Bem, os pedidos formulados na ação civil pública, que foi ajuizada em conjunto - além do dano moral coletivo, cujo valor nós fixamos em R$940 milhões, que corresponde a 10% do faturamento líquido da empresa nos anos de 2020 e 2021, anos de ocorrência das irregularidades -, foram pedidos de natureza trabalhista, essencialmente, para que a empresa se abstenha de praticar assédio moral e adote todos os procedimentos necessários para tanto, como: canal de denúncias; apuração dessas denúncias, preservando a vítima, apurando e punindo devidamente os responsáveis; campanhas; cursos; elaboração de cartilhas para a prevenção e repressão do assédio moral; e também todas as obrigações relacionadas ao meio ambiente do trabalho, sobre as quais o Dr. Murillo poderá falar de maneira mais específica.
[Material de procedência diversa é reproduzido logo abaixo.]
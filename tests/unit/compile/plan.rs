use super::*;
use crate::eval::evaluator::Evaluator;
use crate::layout::measure::FixedAdvanceMeasure;
use crate::style::spec::{Palette, StyleSpec};
use crate::transcript::model::Transcript;

const CANVAS: Canvas = Canvas {
    width: 640,
    height: 360,
};

fn fps10() -> Fps {
    Fps::new(10, 1).unwrap()
}

fn scene(triples: &[(&str, f64, f64)], spec: StyleSpec) -> CaptionScene {
    let transcript = Transcript::from_triples(triples.iter().copied()).unwrap();
    CaptionScene::build(&transcript, spec, CANVAS, &mut FixedAdvanceMeasure::default()).unwrap()
}

fn still() -> StyleSpec {
    StyleSpec {
        transition: false,
        text_colors: Palette::new(vec![Rgba8::rgb(10, 20, 30)]).unwrap(),
        ..StyleSpec::default()
    }
}

#[test]
fn steady_word_is_one_instruction() {
    let s = scene(&[("a", 0.0, 1.0)], still());
    let plan = compile_plan(&s, fps10(), CompileOpts::default()).unwrap();
    assert_eq!(plan.instructions.len(), 1);
    let i = &plan.instructions[0];
    assert_eq!(i.interval, TimeSpan::new(0.0, 1.0));
    assert_eq!(i.text, "a");
    assert_eq!(i.scale, 1.0);
    assert_eq!(i.font_size_px, 100.0);
    assert_eq!(plan.style_for(i).map(|s| s.chunk_index), Some(0));
}

#[test]
fn ramp_frames_get_their_own_instructions() {
    let spec = StyleSpec {
        transition: true,
        ..still()
    };
    let s = scene(&[("a", 0.0, 1.0)], spec);
    let plan = compile_plan(&s, fps10(), CompileOpts::default()).unwrap();
    let scales: Vec<f64> = plan.instructions.iter().map(|i| i.scale).collect();
    assert_eq!(scales.len(), 3);
    assert_eq!(scales[0], 0.8);
    assert!((scales[1] - 0.9).abs() < 1e-9);
    assert_eq!(scales[2], 1.0);
    assert_eq!(plan.instructions[2].interval, TimeSpan::new(0.2, 1.0));
}

#[test]
fn highlight_changes_split_instructions() {
    let spec = StyleSpec {
        highlight: true,
        number_of_words: 2,
        ..still()
    };
    let s = scene(&[("a", 0.0, 0.5), ("b", 1.0, 1.5)], spec);
    let plan = compile_plan(&s, fps10(), CompileOpts::default()).unwrap();
    let got: Vec<(&str, f64, f64, bool)> = plan
        .instructions
        .iter()
        .map(|i| (i.text.as_str(), i.interval.start, i.interval.end, i.is_highlighted))
        .collect();
    assert_eq!(
        got,
        [
            ("a", 0.0, 0.5, true),
            ("b", 0.0, 1.0, false),
            ("a", 0.5, 1.5, false),
            ("b", 1.0, 1.5, true),
        ]
    );
    assert_eq!(plan.active_at(1.2).count(), 2);
}

#[test]
fn frame_limit_truncates_intervals() {
    let s = scene(&[("a", 0.0, 1.0)], still());
    let opts = CompileOpts {
        frame_limit: Some(5),
        ..CompileOpts::default()
    };
    let plan = compile_plan(&s, fps10(), opts).unwrap();
    assert_eq!(plan.instructions[0].interval, TimeSpan::new(0.0, 0.5));

    let opts = CompileOpts {
        frame_limit: Some(0),
        ..CompileOpts::default()
    };
    assert!(compile_plan(&s, fps10(), opts).unwrap().is_empty());
}

#[test]
fn zero_length_word_lands_on_its_frame() {
    let s = scene(&[("pop", 0.5, 0.5)], still());
    let plan = compile_plan(&s, fps10(), CompileOpts::default()).unwrap();
    assert_eq!(plan.instructions.len(), 1);
    assert_eq!(plan.instructions[0].interval, TimeSpan::new(0.5, 0.6));
}

#[test]
fn overlapping_word_keeps_its_chunk_on_screen() {
    let spec = StyleSpec {
        number_of_words: 2,
        ..still()
    };
    let s = scene(&[("a", 0.0, 2.0), ("b", 0.5, 1.0)], spec);
    let fps = Fps::new(30, 1).unwrap();
    let plan = compile_plan(&s, fps, CompileOpts::default()).unwrap();

    for t in [0.6, 1.5, 1.9] {
        let drawn = Evaluator::eval_time(&s, t).words.len();
        assert_eq!(drawn, 2);
        assert_eq!(plan.active_at(t).count(), drawn, "t = {t}");
    }
    let a_end = plan
        .instructions
        .iter()
        .filter(|i| i.word_index == 0)
        .map(|i| i.interval.end)
        .fold(0.0, f64::max);
    assert!((a_end - 2.0).abs() < 1e-9);
    assert_eq!(plan.active_at(2.0).count(), 0);
}

#[test]
fn far_future_word_past_the_frame_limit_is_cut() {
    let spec = StyleSpec {
        number_of_words: 1,
        ..still()
    };
    let s = scene(&[("a", 0.0, 1.0), ("b", 900_000.0, 900_000.0)], spec);
    let opts = CompileOpts {
        frame_limit: Some(60),
        ..CompileOpts::default()
    };
    let plan = compile_plan(&s, fps10(), opts).unwrap();
    assert_eq!(plan.instructions.len(), 1);
    assert_eq!(plan.instructions[0].text, "a");
    assert_eq!(plan.styles.len(), 2);
}

#[test]
fn empty_scene_compiles_to_empty_plan() {
    let s = scene(&[], still());
    let plan = compile_plan(&s, fps10(), CompileOpts::default()).unwrap();
    assert!(plan.is_empty());
    assert!(plan.styles.is_empty());
}

#[test]
fn thread_count_does_not_change_the_plan() {
    let words: Vec<(String, f64, f64)> = (0..40)
        .map(|i| (format!("w{i}"), f64::from(i) * 0.3, f64::from(i) * 0.3 + 0.25))
        .collect();
    let transcript = Transcript::from_triples(words).unwrap();
    let spec = StyleSpec {
        highlight: true,
        ..StyleSpec::default()
    };
    let s = CaptionScene::build(&transcript, spec, CANVAS, &mut FixedAdvanceMeasure::default())
        .unwrap();
    let one = compile_plan(&s, fps10(), CompileOpts { threads: Some(1), ..Default::default() }).unwrap();
    let four = compile_plan(&s, fps10(), CompileOpts { threads: Some(4), ..Default::default() }).unwrap();
    assert_eq!(one.instructions, four.instructions);
}

#[test]
fn zero_threads_is_rejected() {
    let s = scene(&[("a", 0.0, 1.0)], still());
    let err = compile_plan(&s, fps10(), CompileOpts { threads: Some(0), ..Default::default() })
        .unwrap_err();
    assert!(matches!(err, CaptionError::InvalidConfiguration(_)));
}
/// Convenience result type used across wordcap.
pub type CaptionResult<T> = Result<T, CaptionError>;

/// Top-level error taxonomy used by engine APIs.
#[derive(thiserror::Error, Debug)]
pub enum CaptionError {
    /// Bad grouping size, empty palette, out-of-range animation parameters and similar.
    #[error("invalid configuration: {0}")]
    InvalidConfiguration(String),

    /// Word timing data that would produce misaligned captions.
    #[error("malformed transcript: {0}")]
    MalformedTranscript(String),

    /// Failures of the external speech-to-text step.
    #[error("transcription error: {0}")]
    Transcription(String),

    /// Failures while probing or compositing the output video.
    #[error("composite error: {0}")]
    Composite(String),

    /// Errors when serializing or deserializing data structures.
    #[error("serialization error: {0}")]
    Serde(String),

    /// Wrapped lower-level error from dependencies or IO.
    #[error(transparent)]
    Other(#[from] anyhow::Error),
}

impl CaptionError {
    /// Build a [`CaptionError::InvalidConfiguration`] value.
    pub fn invalid_configuration(msg: impl Into<String>) -> Self {
        Self::InvalidConfiguration(msg.into())
    }

    /// Build a [`CaptionError::MalformedTranscript`] value.
    pub fn malformed_transcript(msg: impl Into<String>) -> Self {
        Self::MalformedTranscript(msg.into())
    }

    /// Build a [`CaptionError::Transcription`] value.
    pub fn transcription(msg: impl Into<String>) -> Self {
        Self::Transcription(msg.into())
    }

    /// Build a [`CaptionError::Composite`] value.
    pub fn composite(msg: impl Into<String>) -> Self {
        Self::Composite(msg.into())
    }

    /// Build a [`CaptionError::Serde`] value.
    pub fn serde(msg: impl Into<String>) -> Self {
        Self::Serde(msg.into())
    }
}

#[cfg(test)]
#[path = "../../tests/unit/foundation/error.rs"]
mod tests;
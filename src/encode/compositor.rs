use std::path::PathBuf;

use crate::compile::plan::CaptionPlan;
use crate::foundation::error::CaptionResult;

/// Inputs and output of one composite run.
#[derive(Clone, Debug, PartialEq)]
pub struct CompositeJob {
    /// Source video.
    pub input_video: PathBuf,
    /// Output file; its container follows the extension.
    pub output: PathBuf,
    /// Optional video/image drawn over the whole frame beneath the captions.
    pub overlay: Option<PathBuf>,
    /// Optional sound mixed in at t = 0.
    pub intro_sound: Option<PathBuf>,
    /// Whether the source carries an audio stream to keep.
    pub source_has_audio: bool,
    /// Replace an existing output file.
    pub overwrite: bool,
}

/// Backend that burns a [`CaptionPlan`] into a video.
pub trait Compositor: Send {
    /// Produce `job.output` from `job.input_video` with `plan` drawn on top.
    fn composite(&mut self, job: &CompositeJob, plan: &CaptionPlan) -> CaptionResult<()>;
}

/// Records jobs instead of encoding, for tests and dry runs.
#[derive(Debug, Default)]
pub struct InMemoryCompositor {
    pub(crate) jobs: Vec<(CompositeJob, CaptionPlan)>,
}

impl InMemoryCompositor {
    /// Create an empty recorder.
    pub fn new() -> Self {
        Self::default()
    }

    /// Borrow the recorded jobs in call order.
    pub fn jobs(&self) -> &[(CompositeJob, CaptionPlan)] {
        &self.jobs
    }
}

impl Compositor for InMemoryCompositor {
    fn composite(&mut self, job: &CompositeJob, plan: &CaptionPlan) -> CaptionResult<()> {
        self.jobs.push((job.clone(), plan.clone()));
        Ok(())
    }
}
use crate::animation::state::{WordPhase, is_word_active, render_state};
use crate::foundation::color::Rgba8;
use crate::foundation::core::{Fps, FrameIndex, Rect};
use crate::scene::model::{CaptionScene, SceneChunk};
use crate::style::spec::{DisplayMode, StyleSpec};

#[derive(Clone, Debug, serde::Serialize)]
/// Everything visible at one instant.
pub struct EvaluatedFrame {
    /// Query time in seconds.
    pub time: f64,
    /// Visible words in painter's order (chunk, then word).
    pub words: Vec<EvaluatedWord>,
}

#[derive(Clone, Debug, PartialEq, serde::Serialize)]
/// One word as it should be drawn at the query time.
pub struct EvaluatedWord {
    /// Owning chunk.
    pub chunk_index: usize,
    /// Index into the transcript.
    pub word_index: usize,
    /// Index within the chunk.
    pub local_index: usize,
    /// Text to draw.
    pub text: String,
    /// Animation phase.
    pub phase: WordPhase,
    /// Scale about the word's resting center.
    pub scale: f64,
    /// Drawn with the highlight color.
    pub is_highlighted: bool,
    /// Fill color.
    pub color: Rgba8,
    /// Scaled placement in canvas pixels.
    pub rect: Rect,
}

impl EvaluatedWord {
    /// `true` when `other` would produce the same pixels.
    pub fn same_appearance(&self, other: &Self) -> bool {
        self.scale == other.scale
            && self.is_highlighted == other.is_highlighted
            && self.color == other.color
            && self.rect == other.rect
    }
}

/// Stateless evaluator from a caption scene to per-instant word states.
pub struct Evaluator;

impl Evaluator {
    #[tracing::instrument(skip(scene))]
    /// Evaluate every chunk at `t` seconds.
    pub fn eval_time(scene: &CaptionScene, t: f64) -> EvaluatedFrame {
        let mut words = Vec::new();
        for chunk in scene.chunks() {
            eval_chunk(scene.spec(), chunk, t, &mut words);
        }
        EvaluatedFrame { time: t, words }
    }

    #[tracing::instrument(skip(scene))]
    /// Evaluate output frame `frame`, sampled at `frame / fps` seconds.
    pub fn eval_frame(scene: &CaptionScene, fps: Fps, frame: FrameIndex) -> EvaluatedFrame {
        Self::eval_time(scene, fps.frames_to_secs(frame.0))
    }
}

fn chunk_visible(chunk: &SceneChunk, t: f64) -> bool {
    chunk.chunk.span().contains(t) || chunk.chunk.words.iter().any(|w| is_word_active(t, w))
}

/// Append the visible words of `chunk` at `t` to `out`.
///
/// In chunk display mode every word of a visible chunk is drawn, inactive ones at rest. In word
/// display mode only active words are drawn.
pub(crate) fn eval_chunk(spec: &StyleSpec, chunk: &SceneChunk, t: f64, out: &mut Vec<EvaluatedWord>) {
    if !chunk_visible(chunk, t) {
        return;
    }
    for (local, word) in chunk.chunk.words.iter().enumerate() {
        let state = render_state(t, &chunk.chunk, local, spec);
        if spec.display == DisplayMode::Word && !state.is_active() {
            continue;
        }
        let Some(placed) = chunk.layout.words.get(local) else {
            continue;
        };
        let color = if state.is_highlighted {
            chunk.style.highlight_color
        } else {
            chunk.word_colors[local]
        };
        out.push(EvaluatedWord {
            chunk_index: chunk.chunk.index,
            word_index: chunk.chunk.global_word_index(local),
            local_index: local,
            text: word.text.clone(),
            phase: state.phase,
            scale: state.scale,
            is_highlighted: state.is_highlighted,
            color,
            rect: placed.scaled(state.scale),
        });
    }
}

#[cfg(test)]
#[path = "../../tests/unit/eval/evaluator.rs"]
mod tests;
E é importante nós ressaltarmos que essa ação foi ajuizada em litisconsórcio, porque o dano moral causado pela empresa, pelas empresas do grupo econômico, é de natureza indivisível, ou seja, foram causados pelas condutas da empresa: danos aos trabalhadores, aos funcionários, cuja tutela é do Ministério Público do Trabalho, mas também aos pacientes, beneficiários do plano de saúde, à saúde pública, tutelada pelo Ministério Público do Estado de São Paulo; e também os danos advindos da pesquisa com seres humanos sem autorização da Conep, que é atribuição do Ministério Público Federal.
Então é exatamente por conta da necessidade de se produzir uma prova em conjunto, judicialmente, e por ser um dano a direitos tutelados pelos três ramos do Ministério Público - interesse e direitos indivisíveis -, nós fizemos esse ajuizamento conjunto da ação civil pública. Ressalto que antes do ajuizamento foi ofertada à empresa a possibilidade da assinatura do termo de ajuste de conduta relativo às obrigações de natureza trabalhista, mas, como houve a recusa pela empresa da assinatura desse termo de ajuste, seja em relação às obrigações trabalhistas, seja ao pagamento do dano moral coletivo, nós tivemos que ajuizar a ação civil pública.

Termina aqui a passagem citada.